Work to complete:
Your task is to repeat the entries exactly from their first line through the line with "will hand out", and to stop there.

(Collection entries)
..............................

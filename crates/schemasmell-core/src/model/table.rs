//! Table entity and facts derived about it

use serde::{Deserialize, Serialize};

use super::column::Column;
use super::index::Index;

/// Projection of `information_schema.TABLES`
#[derive(Debug, Clone, PartialEq, Eq, Serialize, Deserialize)]
#[serde(default)]
pub struct TableInfo {
    pub table_type: String,
    pub engine: Option<String>,
    pub row_format: Option<String>,
    pub table_rows: u64,
    pub avg_row_length: u64,
    pub data_length: u64,
    pub index_length: u64,
    pub data_free: u64,
    pub auto_increment: Option<u64>,
    pub table_collation: Option<String>,
    pub create_options: String,
    pub table_comment: String,
}

impl Default for TableInfo {
    fn default() -> Self {
        Self {
            table_type: "BASE TABLE".to_string(),
            engine: Some("InnoDB".to_string()),
            row_format: Some("Dynamic".to_string()),
            table_rows: 0,
            avg_row_length: 0,
            data_length: 0,
            index_length: 0,
            data_free: 0,
            auto_increment: None,
            table_collation: None,
            create_options: String::new(),
            table_comment: String::new(),
        }
    }
}

/// How much of an auto-increment column's range is consumed
#[derive(Debug, Clone, PartialEq, Eq, Serialize, Deserialize)]
pub struct AutoIncrementUsage {
    pub column_name: String,
    pub data_type: String,
    pub unsigned: bool,

    /// Largest value the column type can hold
    pub max_value: u64,

    /// Next value the counter will hand out
    pub auto_increment: u64,
}

impl AutoIncrementUsage {
    /// Values already handed out
    pub fn used(&self) -> u64 {
        self.auto_increment.saturating_sub(1)
    }

    pub fn usage_percent(&self) -> f64 {
        if self.max_value == 0 {
            return 100.0;
        }
        self.used() as f64 / self.max_value as f64 * 100.0
    }
}

/// An index made unnecessary by another one
#[derive(Debug, Clone, PartialEq, Eq, Serialize, Deserialize)]
pub struct RedundantIndex {
    pub redundant_index: String,
    pub redundant_columns: Vec<String>,
    pub redundant_is_unique: bool,
    pub dominant_index: String,
    pub dominant_columns: Vec<String>,
}

/// Row access counters (`sys.schema_table_statistics`)
#[derive(Debug, Clone, Default, PartialEq, Eq, Serialize, Deserialize)]
#[serde(default)]
pub struct AccessStats {
    pub rows_fetched: u64,
    pub rows_inserted: u64,
    pub rows_updated: u64,
    pub rows_deleted: u64,
    pub full_scans: u64,
}

/// Facts attached after the catalog is built
///
/// `None` means the fact was never gathered, which is not the same as an
/// empty list.
#[derive(Debug, Clone, Default, PartialEq, Eq, Serialize, Deserialize)]
#[serde(default)]
pub struct TableFacts {
    pub auto_increment: Option<AutoIncrementUsage>,
    pub redundant_indexes: Option<Vec<RedundantIndex>>,
    pub unused_indexes: Option<Vec<String>>,
    pub access: Option<AccessStats>,
}

/// A table with its columns and indexes
#[derive(Debug, Clone, PartialEq, Eq, Serialize, Deserialize)]
pub struct Table {
    pub name: String,

    /// Owning schema (lookup key)
    #[serde(default)]
    pub schema_name: String,

    #[serde(default)]
    pub info: TableInfo,

    #[serde(default)]
    columns: Vec<Column>,

    #[serde(default)]
    indexes: Vec<Index>,

    #[serde(default)]
    pub facts: TableFacts,
}

impl Table {
    pub fn new(schema_name: impl Into<String>, name: impl Into<String>) -> Self {
        Self {
            name: name.into(),
            schema_name: schema_name.into(),
            info: TableInfo::default(),
            columns: Vec::new(),
            indexes: Vec::new(),
            facts: TableFacts::default(),
        }
    }

    /// `schema.table`
    pub fn qualified_name(&self) -> String {
        format!("{}.{}", self.schema_name, self.name)
    }

    /// Columns in ordinal order
    pub fn columns(&self) -> &[Column] {
        &self.columns
    }

    pub fn indexes(&self) -> &[Index] {
        &self.indexes
    }

    /// Column names are case-insensitive in MySQL
    pub fn column(&self, name: &str) -> Option<&Column> {
        self.columns.iter().find(|c| c.name.eq_ignore_ascii_case(name))
    }

    pub fn column_mut(&mut self, name: &str) -> Option<&mut Column> {
        self.columns.iter_mut().find(|c| c.name.eq_ignore_ascii_case(name))
    }

    /// Index names are case-insensitive in MySQL
    pub fn index(&self, name: &str) -> Option<&Index> {
        self.indexes.iter().find(|i| i.name.eq_ignore_ascii_case(name))
    }

    /// Ordinal the next appended column receives
    pub fn next_ordinal(&self) -> u32 {
        self.columns.len() as u32 + 1
    }

    /// Append a column; callers check for name collisions first
    pub fn push_column(&mut self, mut column: Column) {
        column.table_name = self.name.clone();
        column.schema_name = self.schema_name.clone();
        self.columns.push(column);
    }

    /// Append an index; callers check for name collisions first
    pub fn push_index(&mut self, mut index: Index) {
        index.table_name = self.name.clone();
        index.schema_name = self.schema_name.clone();
        self.indexes.push(index);
    }

    pub fn primary_key(&self) -> Option<&Index> {
        self.indexes.iter().find(|i| i.is_primary())
    }

    pub fn primary_key_columns(&self) -> Vec<&Column> {
        self.columns.iter().filter(|c| c.is_primary()).collect()
    }

    pub fn secondary_indexes(&self) -> impl Iterator<Item = &Index> {
        self.indexes.iter().filter(|i| !i.is_primary())
    }

    pub fn auto_increment_column(&self) -> Option<&Column> {
        self.columns.iter().find(|c| c.is_auto_increment())
    }

    pub fn is_base_table(&self) -> bool {
        self.info.table_type.eq_ignore_ascii_case("BASE TABLE")
    }

    /// Views have no storage of their own
    pub fn is_virtual(&self) -> bool {
        self.info.table_type.eq_ignore_ascii_case("VIEW")
    }

    pub fn is_innodb(&self) -> bool {
        self.info
            .engine
            .as_deref()
            .is_some_and(|engine| engine.eq_ignore_ascii_case("InnoDB"))
    }

    /// Restore owner names on every column and index
    pub fn relink(&mut self) {
        for column in &mut self.columns {
            column.table_name = self.name.clone();
            column.schema_name = self.schema_name.clone();
        }
        for index in &mut self.indexes {
            index.table_name = self.name.clone();
            index.schema_name = self.schema_name.clone();
        }
    }
}

#[cfg(test)]
mod tests {
    use super::*;
    use crate::model::column::ColumnKey;

    fn orders() -> Table {
        let mut table = Table::new("shop", "orders");

        let mut id = Column::new("id");
        id.info.data_type = "int".into();
        id.info.column_key = ColumnKey::Primary;
        id.info.extra = "auto_increment".into();
        table.push_column(id);
        table.push_column(Column::new("customer_id"));

        let mut primary = Index::new("PRIMARY", true);
        primary.push_column("id", None);
        table.push_index(primary);

        let mut by_customer = Index::new("idx_customer", false);
        by_customer.push_column("customer_id", None);
        table.push_index(by_customer);

        table
    }

    #[test]
    fn children_receive_back_references() {
        let table = orders();
        assert_eq!(table.columns()[0].qualified_name(), "shop.orders.id");
        assert_eq!(table.indexes()[1].qualified_name(), "shop.orders.idx_customer");
    }

    #[test]
    fn lookups() {
        let table = orders();
        assert!(table.column("ID").is_some());
        assert_eq!(table.next_ordinal(), 3);
        assert_eq!(table.primary_key().unwrap().name, "PRIMARY");
        assert_eq!(table.primary_key_columns().len(), 1);
        assert_eq!(table.secondary_indexes().count(), 1);
        assert_eq!(table.auto_increment_column().unwrap().name, "id");
        assert!(table.is_innodb());
        assert!(table.is_base_table());
    }

    #[test]
    fn relink_after_rename() {
        let mut table = orders();
        table.name = "purchases".into();
        table.relink();
        assert!(table.columns().iter().all(|c| c.table_name == "purchases"));
        assert!(table.indexes().iter().all(|i| i.table_name == "purchases"));
    }

    #[test]
    fn auto_increment_usage_percent() {
        let usage = AutoIncrementUsage {
            column_name: "id".into(),
            data_type: "tinyint".into(),
            unsigned: false,
            max_value: 127,
            auto_increment: 128,
        };
        assert_eq!(usage.used(), 127);
        assert!((usage.usage_percent() - 100.0).abs() < f64::EPSILON);
    }
}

..............................

Solution for this task:
filename crates/schemasmell-core/src/model/table.rs
//! Table entity and facts derived about it

use serde::{Deserialize, Serialize};

use super::column::Column;
use super::index::Index;

/// Projection of `information_schema.TABLES`
#[derive(Debug, Clone, PartialEq, Eq, Serialize, Deserialize)]
#[serde(default)]
pub struct TableInfo {
    pub table_type: String,
    pub engine: Option<String>,
    pub row_format: Option<String>,
    pub table_rows: u64,
    pub avg_row_length: u64,
    pub data_length: u64,
    pub index_length: u64,
    pub data_free: u64,
    pub auto_increment: Option<u64>,
    pub table_collation: Option<String>,
    pub create_options: String,
    pub table_comment: String,
}

impl Default for TableInfo {
    fn default() -> Self {
        Self {
            table_type: "BASE TABLE".to_string(),
            engine: Some("InnoDB".to_string()),
            row_format: Some("Dynamic".to_string()),
            table_rows: 0,
            avg_row_length: 0,
            data_length: 0,
            index_length: 0,
            data_free: 0,
            auto_increment: None,
            table_collation: None,
            create_options: String::new(),
            table_comment: String::new(),
        }
    }
}

/// How much of an auto-increment column's range is consumed
#[derive(Debug, Clone, PartialEq, Eq, Serialize, Deserialize)]
pub struct AutoIncrementUsage {
    pub column_name: String,
    pub data_type: String,
    pub unsigned: bool,

    /// Largest value the column type can hold
    pub max_value: u64,

    /// Next value the counter will hand out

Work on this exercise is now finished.